The eggshell skull rule is a legal doctrine in Connecticut and around the country that holds individuals who cause injury to others due to negligent or intentional acts liable for all resulting damage even if they could not have foreseen the consequences of their actions. The rule is most commonly cited in personal injury cases involving plaintiffs who suffer from medical conditions that cause them to suffer far more serious injuries than they otherwise would have.
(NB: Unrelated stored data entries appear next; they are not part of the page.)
//! Runs the requested analyses over one waveform.
//!
//! Harmonic/percussive separation runs at most once and feeds the split mel
//! spectrogram, the chromagram (harmonic part) and the second tempo estimate
//! (percussive part). Chroma and texture are independent and run in parallel.

use serde::Serialize;

use crate::audio::chroma::{self, ChromaConfig};
use crate::audio::error::Result;
use crate::audio::features::{FeatureMatrix, Waveform};
use crate::audio::hpss::{self, HpssConfig};
use crate::audio::mel::{self, SpectrumConfig};
use crate::audio::tempo::{self, TempoConfig};
use crate::audio::texture::{self, Texture, TextureConfig};
use crate::config::Config;

/// Which analyses to run.
#[derive(Clone, Copy, Debug, Default, PartialEq)]
pub struct Request {
    pub full_mel: bool,
    pub split_mel: bool,
    pub chroma: bool,
    pub texture: bool,
    pub tempo: bool,
}

impl Request {
    #[cfg(test)]
    pub fn all() -> Self {
        Self {
            full_mel: true,
            split_mel: true,
            chroma: true,
            texture: true,
            tempo: true,
        }
    }

    fn needs_separation(&self) -> bool {
        self.split_mel || self.chroma || self.tempo
    }

    fn needs_full_mel(&self) -> bool {
        self.full_mel || self.texture
    }
}

/// Resolved per-analyzer parameters.
#[derive(Clone, Debug, PartialEq)]
pub struct Settings {
    pub sample_rate: u32,
    pub spectrum: SpectrumConfig,
    pub hpss: HpssConfig,
    pub tempo: TempoConfig,
    pub chroma: ChromaConfig,
    pub texture: TextureConfig,
}

impl Default for Settings {
    fn default() -> Self {
        Settings::from_config(Config::default())
    }
}

impl Settings {
    /// The `[audio]` hop is applied to every frame-aligned analyzer.
    pub fn from_config(config: Config) -> Self {
        let hop_length = config.audio.hop_length;
        Settings {
            sample_rate: config.audio.sample_rate,
            spectrum: SpectrumConfig {
                hop_length,
                ..config.spectrum
            },
            hpss: config.hpss,
            tempo: config.tempo,
            chroma: ChromaConfig {
                hop_length,
                ..config.chroma
            },
            texture: config.texture,
        }
    }
}

#[derive(Clone, Copy, Debug, PartialEq, Serialize)]
pub struct TempoReport {
    pub full_bpm: f32,
    pub percussive_bpm: f32,
    /// Mean of the two estimates, rounded to a whole BPM.
    pub average_bpm: f32,
}

#[derive(Clone, Debug)]
pub struct SplitMel {
    pub harmonic: FeatureMatrix,
    pub percussive: FeatureMatrix,
}

#[derive(Clone, Debug, Default)]
pub struct Analysis {
    pub tempo: Option<TempoReport>,
    /// Log-power (dB) mel spectrogram of the whole signal.
    pub full_mel: Option<FeatureMatrix>,
    /// Log-power (dB) mel spectrograms of each component.
    pub split_mel: Option<SplitMel>,
    pub chroma: Option<FeatureMatrix>,
    pub texture: Option<Texture>,
}

/// Tempo of the full signal and of its percussive part, plus their rounded mean.
pub fn dual_tempo(
    waveform: &Waveform,
    percussive: &Waveform,
    config: &TempoConfig,
) -> Result<TempoReport> {
    let full_bpm = tempo::estimate_tempo(waveform, config)?;
    let percussive_bpm = tempo::estimate_tempo(percussive, config)?;
    Ok(TempoReport {
        full_bpm,
        percussive_bpm,
        average_bpm: ((full_bpm + percussive_bpm) / 2.0).round(),
    })
}

fn log_mel(waveform: &Waveform, config: &SpectrumConfig) -> Result<FeatureMatrix> {
    let power = mel::mel_spectrogram(waveform, config)?;
    Ok(mel::to_log_power(&power, config.top_db))
}

/// Run every requested analysis; `on_stage` is told which stage starts next.
pub fn analyze(
    waveform: &Waveform,
    request: &Request,
    settings: &Settings,
    mut on_stage: impl FnMut(&str),
) -> Result<Analysis> {
    let mut analysis = Analysis::default();

    let separated = if request.needs_separation() {
        on_stage("Separating harmonic and percussive sources");
        Some(hpss::separate(waveform, &settings.hpss)?)
    } else {
        None
    };

    if let (true, Some((_, percussive))) = (request.tempo, &separated) {
        on_stage("Estimating tempo");
        analysis.tempo = Some(dual_tempo(waveform, percussive, &settings.tempo)?);
    }

    if let (true, Some((harmonic, percussive))) = (request.split_mel, &separated) {
        on_stage("Computing per-source mel spectrograms");
        let (harmonic, percussive) = rayon::join(
            || log_mel(harmonic, &settings.spectrum),
            || log_mel(percussive, &settings.spectrum),
        );
        analysis.split_mel = Some(SplitMel {
            harmonic: harmonic?,
            percussive: percussive?,
        });
    }

    let full_mel = if request.needs_full_mel() {
        on_stage("Computing mel spectrogram");
        Some(log_mel(waveform, &settings.spectrum)?)
    } else {
        None
    };

    let chroma_source = separated.as_ref().map(|(harmonic, _)| harmonic).unwrap_or(waveform);
    if request.chroma || request.texture {
        on_stage("Extracting chroma and texture");
    }
    let (chroma, texture) = rayon::join(
        || {
            request
                .chroma
                .then(|| chroma::chromagram(chroma_source, &settings.chroma))
                .transpose()
        },
        || match (&full_mel, request.texture) {
            (Some(log_power), true) => {
                texture::mfcc_texture(log_power, &settings.texture).map(Some)
            }
            _ => Ok(None),
        },
    );
    analysis.chroma = chroma?;
    analysis.texture = texture?;

    if request.full_mel {
        analysis.full_mel = full_mel;
    }

    Ok(analysis)
}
The eggshell skull rule is only used to determine damages after it has been established that the defendant committed a wrongful act. This means individuals who suffer injuries because of behavior that would not be considered tortious cannot use the rule as the grounds for a lawsuit. The rule is applied in this way to prevent individuals from being sued for behavior that would be considered normal even if another person suffers as a result.
The crumbling skull rule
Another rule is applied in personal injury cases involving plaintiffs with preexisting injuries that would have become more serious over time and were aggravated by the defendant’s actions. Under the crumbling skull rule, the plaintiff is awarded damages based on the degree to which the defendant’s actions made their situation worse. This is because a plaintiff with an eggshell skull was enjoying life fully before they suffered as a result of the defendant’s tortious act, but an accident victim with a crumbling skull was already suffering from a condition that would have become more serious over time.
Both the eggshell and crumbling skull rules are examples of how the law has evolved to ensure that civil actions result in an equitable outcome. The eggshell skull rule prevents individuals avoiding responsibility for wrongful acts, and the crumbling skull rule ensures that they are only held accountable for damages that they actually caused.